Larian have the most beautifully predictable development cycle. They release a game, it’s huge but a bit shaky around the edges, and one year-ish later they release a final edition that’s got a huge pile of fixes and extras. At this point you wonder why anybody even bothers with the first version, but then again, I suppose they only find out what needs fixed or boosted after millions of players have hacked at it for a bit.
So here we are again, with Divinity: Original Sin 2: Definitive Edition. Point one: it is kind of actually a sequel to Divinity II rather than Original Sin (which was a prequel to everything). Point two: why isn’t it called the Divinityve Edition?
Divinity: Original Sin 2
Having played through every Divinity title from the beginning, it’s been fascinating to see them meld a fairly basic trad-fantasy setting into something altogether more vibrant over the course of each game. From lizards being just another type of enemy lurking in the sewers to them being the haughty owners of a vast empire, with elves that eat the flesh of other creatures to read their memories; from “Source” being a random healing fountain in a small town to a lynchpin of the cosmos…
The best narratives are the ones that lean on their settings, where the mythology and the politics of a land are an important element of the story rather than mere set dressing. Divinty: Original Sin 2 has this in spades. The Seven gods are important, the magic powers you wield are important, and there are twists and turns abounding as they unwind how all these things fit together. My memory of the original Divinity is a little hazy at this point so there might be more than a touch of the retcon flying around, but overall it’s a fascinating extrapolation of all the madness that has come before.

However, while the main plotline of D:OS2 is excellent and full of interesting twists and turns, it does seem to get lost in the minutiae of everything else. The game unfortunately has the same structural flaws as its predecessor that makes working through the it a choppy affair.
Divinity: Original Sin was a confused game in that it acted like an open-world game, where you could choose to “go anywhere” and “do anything” in “any order”, but it was functionally a linear game. Although landscapes opened wide for you, the combat encounters awaiting you were arranged along a golden path — one that was obscured to the player but rewarded you with impossible fights if you strayed off it.
This is most keenly felt again in the second act of Original Sin 2, the town of Driftwood and its surrounding environs. It’s a huge area, huge and dense, with quests sparking off in all directions — perhaps too many directions. Problems arise when you want to follow a particular quest but run up against an encounter beyond your pay grade and have to divert to another; and then you find that other line is also too high for you.

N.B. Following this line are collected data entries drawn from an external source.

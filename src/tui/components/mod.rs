//! # TUI Components
//!
//! This module contains all UI components for the terminal interface.
//!
//! ## Component Architecture
//!
//! Components in this directory follow two patterns:
//!
//! ### Stateless Components (Props-Based Rendering)
//!
//! Simple display components that receive all data as parameters:
//! - `TitleBar`: Top status bar showing mode, angle unit and status
//! - `Display`: Expression and operand lines
//! - `FractionPanel`: The two mixed-fraction operands and the result
//!
//! ### Stateful Components (Event-Driven)
//!
//! Components that keep persistent state in `TuiState` and emit events:
//! - `KeypadState` / `KeypadView`: Button grid with a highlighted button
//! - `HistoryOverlayState` / `HistoryOverlay`: Result tape browser
//!
//! ### Props-Based Data Flow
//!
//! Components receive external data as "props", not by directly accessing
//! global state. This makes dependencies explicit and components testable.
//!
//! ```rust,ignore
//! // Good: Dependencies are explicit
//! Display::new(keypad.expression(), keypad.operand().to_string(), keypad.is_errored())
//!
//! // Bad: Hidden dependency on global state
//! Display::from_app(&app)
//! ```
//!
//! ## Module Structure
//!
//! ```text
//! components/
//! ├── mod.rs              (this file)
//! ├── title_bar.rs        (Top status bar)
//! ├── display.rs          (Expression + operand screen)
//! ├── fraction_panel.rs   (Mixed-fraction operands)
//! ├── keypad.rs           (Button grid, hit testing)
//! └── history_overlay.rs  (Result tape overlay)
//! ```

mod display;
mod fraction_panel;
pub mod history_overlay;
pub mod keypad;
mod title_bar;

pub use display::Display;
pub use fraction_panel::FractionPanel;
pub use history_overlay::{HistoryEvent, HistoryOverlay, HistoryOverlayState};
pub use keypad::{KeypadEvent, KeypadState, KeypadView};
pub use title_bar::TitleBar;
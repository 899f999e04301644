//! # Application State
//!
//! Core business state for calcpad. This module contains domain logic only -
//! no TUI-specific types. Presentation state lives in the `tui` module.
//!
//! ```text
//! App
//! ├── mode: Mode                    // which calculator is on screen
//! ├── basic: Keypad                 // basic keypad accumulator
//! ├── scientific: Keypad            // scientific keypad accumulator
//! ├── fraction: FractionPad         // mixed-fraction calculator
//! ├── history: History              // result tape
//! ├── history_enabled: bool         // record + persist the tape
//! └── status_message: String        // status bar text
//! ```
//!
//! Each calculator keeps its own state, so switching mode and back resumes
//! where the user left off.
//!
//! State changes only happen through `update(state, action)` in action.rs.
//! This keeps things predictable, so no surprise mutations.

use crate::Mode;
use crate::core::config::ResolvedConfig;
use crate::core::fraction::FractionPad;
use crate::core::functions::AngleMode;
use crate::core::history::History;
use crate::core::key::KeypadKind;
use crate::core::keypad::Keypad;

pub struct App {
    pub mode: Mode,
    pub basic: Keypad,
    pub scientific: Keypad,
    pub fraction: FractionPad,
    pub history: History,
    pub history_enabled: bool,
    pub status_message: String,
}

impl App {
    pub fn new(mode: Mode) -> Self {
        Self {
            mode,
            basic: Keypad::new(KeypadKind::Basic),
            scientific: Keypad::new(KeypadKind::Scientific),
            fraction: FractionPad::new(),
            history: History::default(),
            history_enabled: true,
            status_message: String::from("Welcome to calcpad!"),
        }
    }

    /// Build the app from a resolved config and a previously loaded tape.
    pub fn from_config(config: &ResolvedConfig, history: History) -> Self {
        let mut app = Self::new(config.mode);
        app.scientific = Keypad::new(KeypadKind::Scientific).with_angle_mode(config.angle_mode);
        app.history = history;
        app.history_enabled = config.history_enabled;
        app
    }

    /// The keypad behind the current mode (None in fraction mode).
    pub fn active_keypad(&self) -> Option<&Keypad> {
        match self.mode {
            Mode::Basic => Some(&self.basic),
            Mode::Scientific => Some(&self.scientific),
            Mode::Fraction => None,
        }
    }

    pub fn active_keypad_mut(&mut self) -> Option<&mut Keypad> {
        match self.mode {
            Mode::Basic => Some(&mut self.basic),
            Mode::Scientific => Some(&mut self.scientific),
            Mode::Fraction => None,
        }
    }

    pub fn angle_mode(&self) -> AngleMode {
        self.scientific.angle_mode()
    }
}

The thing about Driftwood is that over its course you go from about level 6 to 16. That’s a huge mechanical gulf, and as you get to the upper reaches of that range it takes even longer to get enough experience to trip over the next line. That means if you’re level 14 and see some level 16 enemies, you might be another four hours or more of gameplay away from being reasonably able to tackle them. Soon you’ve forgotten who was doing what to whom because it’s so difficult to keep following a single thread.
I think they would have been well to split this second act in half, which would ensure the open world exploration was more constrained, such that seeing somebody slightly too tough would be a source of excitement to be anticipated Soon rather than something to be forgotten about for a week.

Combat has also had a tune-up that I’m in two minds about. Traditionally enemies have a single hit point bar to whittle down, but this time there are two additional armour bars added into the mix — one that resists only physical attacks, and one that resists only magical attacks.
In theory, this is an interesting system. It means you need to choose where to send your party members to make most efficient use of their skills. Warriors go up against enemies with light physical armour, where their basic sword strikes can ignore the magical resistances and get to the underlying vitality, while the mages unload on the heavily physically armoured foes who have weaker spell resistances. It means you can’t just whale on a single enemy at a time, but need to shuffle around a lot more.

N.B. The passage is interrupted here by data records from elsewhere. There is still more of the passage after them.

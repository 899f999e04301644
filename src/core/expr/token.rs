//! Tokens shared by the keypad's token history and the text lexer.

use std::fmt;

use crate::core::functions::{Constant, UnaryFunction};

#[derive(Debug, Clone, Copy, PartialEq, Eq)]
pub enum BinaryOp {
    Add,
    Subtract,
    Multiply,
    Divide,
    Modulo,
    Power,
}

impl BinaryOp {
    /// Glyph used in the rendered expression.
    pub fn glyph(self) -> char {
        match self {
            BinaryOp::Add => '+',
            BinaryOp::Subtract => '-',
            BinaryOp::Multiply => '×',
            BinaryOp::Divide => '÷',
            BinaryOp::Modulo => '%',
            BinaryOp::Power => '^',
        }
    }

    /// True for the four operators that have their own keypad button.
    pub fn is_arithmetic(self) -> bool {
        matches!(
            self,
            BinaryOp::Add | BinaryOp::Subtract | BinaryOp::Multiply | BinaryOp::Divide
        )
    }
}

#[derive(Debug, Clone, PartialEq)]
pub enum Token {
    /// Number literal exactly as it was typed or displayed.
    Number(String),
    Operator(BinaryOp),
    OpenParen,
    CloseParen,
    Function(UnaryFunction),
    Constant(Constant),
    /// Postfix `!`.
    Factorial,
}

impl fmt::Display for Token {
    fn fmt(&self, f: &mut fmt::Formatter<'_>) -> fmt::Result {
        match self {
            Token::Number(text) => f.write_str(text),
            Token::Operator(op) => write!(f, "{}", op.glyph()),
            Token::OpenParen => f.write_str("("),
            Token::CloseParen => f.write_str(")"),
            Token::Function(func) => f.write_str(func.name()),
            Token::Constant(constant) => f.write_str(constant.symbol()),
            Token::Factorial => f.write_str("!"),
        }
    }
}

/// Concatenate tokens into display text.
pub fn render(tokens: &[Token]) -> String {
    tokens.iter().map(Token::to_string).collect()
}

In practice, though, there’s a spanner in the works, because while a character has a shred of either physical or magical armour, they will shrug off the status effects that come with your special attacks. Physical armour stops enemies from things like being knocked down, magical armour stops them from going on fire or acquiring any number of handy status effects.
Since every encounter starts with everyone at maximum in all meters, it means there’s a strangely dead period for the first few turns where it’s almost pointless to use any special skills — because while they will do damage as normal, the special effects that allow you to control a fight rather than just participate in it won’t take hold. You can make it rain and then electrocute the puddles all you want, but nobody will get stunned until you’re half-way through the encounter. Your best bet is to concentrate on damage until you’ve flensed those armour meters away, at which point the raw vitality bars seem awfully small and it’s all over.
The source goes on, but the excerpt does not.